> _REQUIRED WORK_
Give again, word for word, each line below starting at the one that contains "pub mod coordinator;" and ending at the one that contains "an outbound message".

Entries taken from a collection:
════════════════════
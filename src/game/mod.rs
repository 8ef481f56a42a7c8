//! Match coordination modules

pub mod clues;
pub mod coordinator;
pub mod elimination;
pub mod r#match;
pub mod scheduler;

pub use coordinator::{Coordinator, CoordinatorHandle};
pub use r#match::Match;

use std::time::Duration;

use crate::ws::protocol::{ConnId, ServerMsg};

/// Addressing for an outbound message
#[derive(Debug, Clone, Copy, PartialEq, Eq)]
pub enum Recipient {
    One(ConnId),
    All,
    AllExcept(ConnId),
}

/// A message and who should receive it
#[derive(Debug, Clone, PartialEq)]
pub struct Envelope {
    pub to: Recipient,
    pub msg: ServerMsg,
}

/// Recurring 1 Hz timers owned by the match
#[derive(Debug, Clone, Copy, PartialEq, Eq, Hash)]
pub enum TimerKind {
    CountdownTick,
    EliminationCheck,
}

/// Scheduler instructions emitted by match handlers
#[derive(Debug, Clone, PartialEq, Eq)]
pub enum TimerCommand {
    Start(TimerKind),
    Stop(TimerKind),
    /// One-shot private notice to an eliminated participant. Connection scoped,
    /// so it survives a match reset.
    ReturnToLobby { conn_id: ConnId, after: Duration },
    /// Cancel every match-scoped timer
    ClearAll,
}

/// Everything a handler wants done, applied in order by the coordinator
#[derive(Debug, Default)]
pub struct Effects {
    pub messages: Vec<Envelope>,
    pub timers: Vec<TimerCommand>,
}

impl Effects {
    pub fn to_one(&mut self, conn_id: ConnId, msg: ServerMsg) {
        self.messages.push(Envelope {
            to: Recipient::One(conn_id),
            msg,
        });
    }

    pub fn broadcast(&mut self, msg: ServerMsg) {
        self.messages.push(Envelope {
            to: Recipient::All,
            msg,
        });
    }

    pub fn broadcast_except(&mut self, sender: ConnId, msg: ServerMsg) {
        self.messages.push(Envelope {
            to: Recipient::AllExcept(sender),
            msg,
        });
    }

    pub fn timer(&mut self, command: TimerCommand) {
        self.timers.push(command);
    }

    pub fn is_empty(&self) -> bool {
        self.messages.is_empty() && self.timers.is_empty()
    }
}
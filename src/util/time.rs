//! Time utilities

use std::time::{Duration, Instant};

/// Server start time for uptime tracking
static SERVER_START: std::sync::OnceLock<Instant> = std::sync::OnceLock::new();

/// Initialize server start time (call once at startup)
pub fn init_server_time() {
    SERVER_START.get_or_init(Instant::now);
}

/// Get server uptime in seconds
pub fn uptime_secs() -> u64 {
    SERVER_START
        .get()
        .map(|start| start.elapsed().as_secs())
        .unwrap_or(0)
}

/// Split a duration into whole minutes and leftover whole seconds
pub fn minutes_seconds(remaining: Duration) -> (u64, u64) {
    let millis = remaining.as_millis() as u64;
    (millis / 60_000, (millis % 60_000) / 1_000)
}
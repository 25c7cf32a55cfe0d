use serde::{Deserialize, Serialize};
use serde_json::{Map, Value};

/// Draft declaration stamped on every generated document.
pub const SCHEMA_DRAFT: &str = "https://json-schema.org/draft/2020-12/schema";

/// One generated JSON Schema document.
///
/// Member order in the serialized output follows the declaration order
/// here: `$schema`, `$id`, `title`, `description`, then either `enum`
/// (for enum types) or `type` + `properties` (for classes and
/// interfaces). A document carrying none of the optional members is a
/// header-only document, emitted when a source file contains no usable
/// declaration for its registry name.
#[derive(Debug, Clone, PartialEq, Serialize, Deserialize)]
pub struct SchemaDocument {
    #[serde(rename = "$schema")]
    pub schema: String,

    /// Path-derived identifier, also used as the `$ref` target string
    /// by sibling documents.
    #[serde(rename = "$id")]
    pub id: String,

    /// Bare type name, without any namespace prefix.
    pub title: String,

    pub description: String,

    /// Constant names in declaration order. Only present for enums.
    #[serde(rename = "enum", default, skip_serializing_if = "Option::is_none")]
    pub enum_values: Option<Vec<String>>,

    /// Always `"object"` when present. Only present for classes and
    /// interfaces.
    #[serde(rename = "type", default, skip_serializing_if = "Option::is_none")]
    pub document_type: Option<String>,

    /// Field name → property fragment, in flattening order (ancestor
    /// fields first, then the type's own).
    #[serde(default, skip_serializing_if = "Option::is_none")]
    pub properties: Option<Map<String, Value>>,
}

impl SchemaDocument {
    /// Create a header-only document for the named type.
    pub fn new(type_name: &str, schema_id: &str) -> Self {
        let title = type_name.rsplit('.').next().unwrap_or(type_name);
        Self {
            schema: SCHEMA_DRAFT.to_string(),
            id: schema_id.to_string(),
            title: title.to_string(),
            description: format!("Schema for {type_name}"),
            enum_values: None,
            document_type: None,
            properties: None,
        }
    }
}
════════════════════
> _SOLVED EXERCISE_
pub mod coordinator;
pub mod elimination;
pub mod r#match;
pub mod scheduler;

pub use coordinator::{Coordinator, CoordinatorHandle};
pub use r#match::Match;

use std::time::Duration;

use crate::ws::protocol::{ConnId, ServerMsg};

/// Addressing for an outbound message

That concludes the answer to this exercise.